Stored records
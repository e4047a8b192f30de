use chrono::{DateTime, Utc};
use serde::{Deserialize, Serialize};
use serde_json::Value;
use sha2::{Digest, Sha256};
use sqlx::SqlitePool;
use tokio::sync::broadcast;
use uuid::Uuid;

use crate::authz::Principal;

pub mod loggable;
pub use loggable::{Loggable, Severity};

pub type EventBus = broadcast::Sender<ActivityEvent>;

pub fn init_event_bus() -> (EventBus, broadcast::Receiver<ActivityEvent>) {
    broadcast::channel(1024)
}

#[derive(Debug, Clone, Serialize, Deserialize)]
pub struct ActivityEvent {
    pub id: Uuid,
    /// `<entity_type>.<action>`, e.g. `custom_role.deleted`.
    pub name: String,
    pub occurred_at: DateTime<Utc>,
    pub actor_id: Uuid,
    pub subject_id: Uuid,
    pub organization_id: Option<Uuid>,
    /// Set when a SUPER_ADMIN acts on an organization other than its own.
    pub cross_tenant: bool,
    pub severity: Severity,
    pub payload: ActivityPayload,
}

#[derive(Debug, Clone, Serialize, Deserialize)]
pub struct ActivityPayload {
    #[serde(rename = "new")]
    pub current: Value,
    #[serde(skip_serializing_if = "Option::is_none")]
    pub old: Option<Value>,
}

pub fn log_activity<T: Loggable>(bus: &EventBus, action: &str, actor: &Principal, entity: &T) {
    log_activity_with_previous(bus, action, actor, entity, None);
}

/// Publishes an activity event. Fire and forget: a missing listener or a
/// serialization failure never fails the request that triggered it.
pub fn log_activity_with_previous<T: Loggable>(
    bus: &EventBus,
    action: &str,
    actor: &Principal,
    entity: &T,
    old_entity: Option<&T>,
) {
    let organization_id = entity.organization_id();
    let cross_tenant = match organization_id {
        Some(org) => actor.organization_id != Some(org),
        None => false,
    };

    if cross_tenant {
        tracing::info!(
            actor_id = %actor.user_id,
            organization_id = ?organization_id,
            event = %format!("{}.{}", T::entity_type(), action),
            "cross-tenant action by super admin"
        );
    }

    let event = ActivityEvent {
        id: Uuid::new_v4(),
        name: format!("{}.{}", T::entity_type(), action),
        occurred_at: Utc::now(),
        actor_id: actor.user_id,
        subject_id: entity.subject_id(),
        organization_id,
        cross_tenant,
        severity: entity.severity_for_action(action),
        payload: ActivityPayload {
            current: serde_json::to_value(entity).unwrap_or_default(),
            old: old_entity.map(|e| serde_json::to_value(e).unwrap_or_default()),
        },
    };

    let _ = bus.send(event);
}

/// Links an event to its predecessor: `sha256(prev_hash || payload)`.
pub fn chain_hash(prev_hash: Option<&str>, payload: &str) -> String {
    let mut hasher = Sha256::new();
    if let Some(prev) = prev_hash {
        hasher.update(prev.as_bytes());
    }
    hasher.update(payload.as_bytes());
    hex::encode(hasher.finalize())
}

pub async fn start_activity_listener(mut rx: broadcast::Receiver<ActivityEvent>, pool: SqlitePool) {
    tracing::info!("activity listener started");
    loop {
        let event = match rx.recv().await {
            Ok(event) => event,
            Err(broadcast::error::RecvError::Lagged(skipped)) => {
                tracing::warn!(skipped, "activity listener lagged, events dropped");
                continue;
            }
            Err(broadcast::error::RecvError::Closed) => break,
        };

        if let Err(e) = persist_event(&pool, &event).await {
            tracing::error!(event = %event.name, "failed to save activity log: {}", e);
        }
    }
    tracing::info!("activity listener stopped");
}

async fn persist_event(pool: &SqlitePool, event: &ActivityEvent) -> Result<(), sqlx::Error> {
    let payload = serde_json::to_string(&event.payload).unwrap_or_default();

    let prev_hash: Option<String> = sqlx::query_scalar(
        "SELECT hash FROM activity_log ORDER BY created_at DESC, rowid DESC LIMIT 1",
    )
    .fetch_optional(pool)
    .await?;

    let hash = chain_hash(prev_hash.as_deref(), &payload);

    sqlx::query(
        r#"
        INSERT INTO activity_log (id, event_name, actor_id, subject_id, organization_id, cross_tenant, severity, occurred_at, payload, prev_hash, hash)
        VALUES (?, ?, ?, ?, ?, ?, ?, ?, ?, ?, ?)
        "#,
    )
    .bind(event.id.to_string())
    .bind(&event.name)
    .bind(event.actor_id.to_string())
    .bind(event.subject_id.to_string())
    .bind(event.organization_id.map(|id| id.to_string()))
    .bind(event.cross_tenant)
    .bind(event.severity.as_str())
    .bind(event.occurred_at)
    .bind(&payload)
    .bind(&prev_hash)
    .bind(&hash)
    .execute(pool)
    .await?;

    Ok(())
}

**Assigned task:** Print only these lines, please. They run from the start of the entries above to the line containing "pub mod loggable;", both ends included, and must match exactly.

**Answer:**
repository e4047a8b192f30de
use chrono::{DateTime, Utc};
use serde::{Deserialize, Serialize};
use serde_json::Value;
use sha2::{Digest, Sha256};
use sqlx::SqlitePool;
use tokio::sync::broadcast;
use uuid::Uuid;

use crate::authz::Principal;

pub mod loggable;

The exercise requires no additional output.